Add the big surplus to to Murphy’s robust pension payments, and Sweeney is showing new respect.

“We disagreed on a lot, but I always talked about making full pension payments as a game-changer, and he did that,” Sweeney says. “Sometimes it’s better to be lucky than to be good. And we are so lucky. You pray for this stuff, and then it happened. So, the point is not to squander it. Don’t go crazy. That’s all I’m saying.”

The Legislature doesn’t do the kind of long-range fiscal planning that Sweeney’s think-tank has done. It plans a single year ahead, and the crisis that both Murphy and Sweeney’s think-tank foresee won’t hit us hard for a few years, perhaps after the 2023 election.

Every piece of the perfect storm that brought us here is about to flip. The federal money is drying up. The stock market is dropping. Interest rates are rising. The housing market is finally slowing. And inflation has reached 8 percent.

So, enjoy the moment. But understand that it can’t last.

History tells us how the Legislature will deal with a downturn: Cut property tax credits, pinch money for schools and hospitals, and allow the state government’s core capacity to rot by leaving agencies with ancient computers and skeletal staffs. That’s why so many people couldn’t get unemployment checks or driver’s licenses during the pandemic. Tending to those nuts and bolts is not sexy, and yields little political benefit.

A big surplus could save the day, just as a family’s savings can in tough times. But the first job is to see it coming by expanding our horizon from one year to five. Sweeney’s think-tank is doing that now, as the Legislatures in 30 other states already do. But not in New Jersey.

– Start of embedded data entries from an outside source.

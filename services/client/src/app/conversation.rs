//! services/client/src/app/conversation.rs
//!
//! Per-project conversation state: the ordered message log, the turn state
//! machine, and the send operation. The character-by-character answer reveal
//! runs in `reveal_task`.

use crate::app::reveal_task::reveal_process;
use crate::app::state::AppState;
use crate::error::ClientError;
use chrono::Utc;
use docuchat_core::domain::{Identity, Message, MessageRole};
use docuchat_core::ports::NewMessage;
use std::sync::Arc;
use tokio::sync::Mutex;
use tokio_util::sync::CancellationToken;
use tracing::{error, info};
use uuid::Uuid;

/// Greeting shown in a project with no persisted messages yet. It is never
/// written to the data store.
const GREETING: &str =
    "Hello! I'm ready to answer questions about your documents. Upload some files and start asking!";

/// The phases one conversation turn moves through.
///
/// Failures in the two middle phases fall back to `Idle` with a notice; no
/// phase skips persisting the user message before inference is attempted.
#[derive(Debug, Clone, Copy, PartialEq, Eq)]
pub enum TurnPhase {
    Idle,
    PersistingQuestion,
    AwaitingAnswer,
    Revealing,
}

pub(crate) struct ConversationState {
    pub project_id: Option<Uuid>,
    pub messages: Vec<Message>,
    pub phase: TurnPhase,
    /// Cancels the currently running reveal worker, if any.
    pub reveal_token: CancellationToken,
}

/// Controls the conversation of the currently selected project.
pub struct ConversationController {
    state: Arc<AppState>,
    identity: Identity,
    inner: Arc<Mutex<ConversationState>>,
}

impl ConversationController {
    pub fn new(state: Arc<AppState>, identity: Identity) -> Arc<Self> {
        Arc::new(Self {
            state,
            identity,
            inner: Arc::new(Mutex::new(ConversationState {
                project_id: None,
                messages: Vec::new(),
                phase: TurnPhase::Idle,
                reveal_token: CancellationToken::new(),
            })),
        })
    }

    /// Loads the message log for a project, oldest first. An empty log gets a
    /// synthesized greeting so the view is never blank for a new project.
    /// Any reveal still running for the previous project is cancelled.
    pub async fn load(&self, project_id: Uuid) -> Result<(), ClientError> {
        let messages = match self.state.db.list_messages(project_id).await {
            Ok(messages) => messages,
            Err(e) => {
                error!("Error fetching messages: {:?}", e);
                self.state.notify_error("Failed to fetch messages");
                return Err(e.into());
            }
        };

        let mut inner = self.inner.lock().await;
        inner.reveal_token.cancel();
        inner.reveal_token = CancellationToken::new();
        inner.project_id = Some(project_id);
        inner.phase = TurnPhase::Idle;
        inner.messages = if messages.is_empty() {
            vec![Message {
                id: Uuid::new_v4(),
                project_id,
                role: MessageRole::Assistant,
                content: GREETING.to_string(),
                created_at: Utc::now(),
                citation: None,
            }]
        } else {
            messages
        };
        Ok(())
    }

    pub async fn messages(&self) -> Vec<Message> {
        self.inner.lock().await.messages.clone()
    }

    pub async fn phase(&self) -> TurnPhase {
        self.inner.lock().await.phase
    }

    /// The mutual-exclusion signal for `send`: true from the moment a turn is
    /// accepted until its reveal has finished (or the turn failed).
    pub async fn is_responding(&self) -> bool {
        self.inner.lock().await.phase != TurnPhase::Idle
    }

    /// Cancels a reveal in flight. The worker finalizes the message to its
    /// full text before stopping, so no partial content survives teardown.
    pub async fn cancel_reveal(&self) {
        self.inner.lock().await.reveal_token.cancel();
    }

    /// Unbinds the controller from its project: used when the last project
    /// is deleted and nothing is selected anymore.
    pub async fn reset(&self) {
        let mut inner = self.inner.lock().await;
        inner.reveal_token.cancel();
        inner.reveal_token = CancellationToken::new();
        inner.project_id = None;
        inner.messages.clear();
        inner.phase = TurnPhase::Idle;
    }

    /// Runs one conversation turn: optimistic user message, persist, remote
    /// inference, persisted assistant message revealed incrementally.
    ///
    /// Blank input, a missing project binding, or a turn already in flight
    /// reject the call without touching any state.
    pub async fn send(&self, text: &str) -> Result<(), ClientError> {
        let text = text.trim();
        if text.is_empty() {
            return Err(ClientError::Validation(
                "Message must not be empty".to_string(),
            ));
        }

        let provisional_id = Uuid::new_v4();
        let project_id = {
            let mut inner = self.inner.lock().await;
            let Some(project_id) = inner.project_id else {
                return Err(ClientError::Validation("No project selected".to_string()));
            };
            if inner.phase != TurnPhase::Idle {
                return Err(ClientError::Validation(
                    "A reply is already in progress".to_string(),
                ));
            }

            inner.messages.push(Message {
                id: provisional_id,
                project_id,
                role: MessageRole::User,
                content: text.to_string(),
                created_at: Utc::now(),
                citation: None,
            });
            inner.phase = TurnPhase::PersistingQuestion;
            project_id
        };

        let persisted = self
            .state
            .db
            .insert_message(NewMessage {
                project_id,
                role: MessageRole::User,
                content: text.to_string(),
                citation: None,
            })
            .await;

        let user_message = match persisted {
            Ok(user_message) => user_message,
            Err(e) => {
                error!("Error saving message: {:?}", e);
                let mut inner = self.inner.lock().await;
                inner.messages.retain(|m| m.id != provisional_id);
                inner.phase = TurnPhase::Idle;
                drop(inner);
                self.state.notify_error("Failed to send message");
                return Err(e.into());
            }
        };

        {
            // Promote the provisional message in place, single lock hold.
            let mut inner = self.inner.lock().await;
            if let Some(slot) = inner.messages.iter_mut().find(|m| m.id == provisional_id) {
                *slot = user_message.clone();
            }
            inner.phase = TurnPhase::AwaitingAnswer;
        }

        let collection = format!("{}_{}", self.identity.id, project_id);
        let answer = match self
            .state
            .inference
            .answer(&collection, &user_message.content)
            .await
        {
            Ok(answer) => answer,
            Err(e) => {
                error!("Error getting AI response: {:?}", e);
                self.inner.lock().await.phase = TurnPhase::Idle;
                self.state.notify_error("Failed to get a response");
                return Err(e.into());
            }
        };

        let stored = self
            .state
            .db
            .insert_message(NewMessage {
                project_id,
                role: MessageRole::Assistant,
                content: answer.clone(),
                citation: None,
            })
            .await;

        let assistant_message = match stored {
            Ok(assistant_message) => assistant_message,
            Err(e) => {
                error!("Error saving AI response: {:?}", e);
                self.inner.lock().await.phase = TurnPhase::Idle;
                self.state.notify_error("Failed to save the response");
                return Err(e.into());
            }
        };

        info!("Starting reveal for message {}", assistant_message.id);
        let reveal_token = {
            let mut inner = self.inner.lock().await;
            // The log entry starts empty; the reveal worker fills it in.
            inner.messages.push(Message {
                content: String::new(),
                ..assistant_message.clone()
            });
            inner.phase = TurnPhase::Revealing;
            inner.reveal_token = CancellationToken::new();
            inner.reveal_token.clone()
        };

        tokio::spawn(reveal_process(
            self.inner.clone(),
            assistant_message.id,
            answer,
            self.state.config.reveal_interval,
            reveal_token,
        ));

        Ok(())
    }
}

For Sweeney, this role as head of a think tank is something new, born of his shocking loss in November’s red-wave election. Some will dismiss it as a political move, a way to stay in the game until he runs for governor in 2025, a possibility he is considering. That may be true, but it’s also cynical, given his long record of trying to fix the state’s finances.

And for now, the question is not what motivates him. The question is whether he’s right or wrong to urge restraint, and take this longer view. To me, the answer is obvious.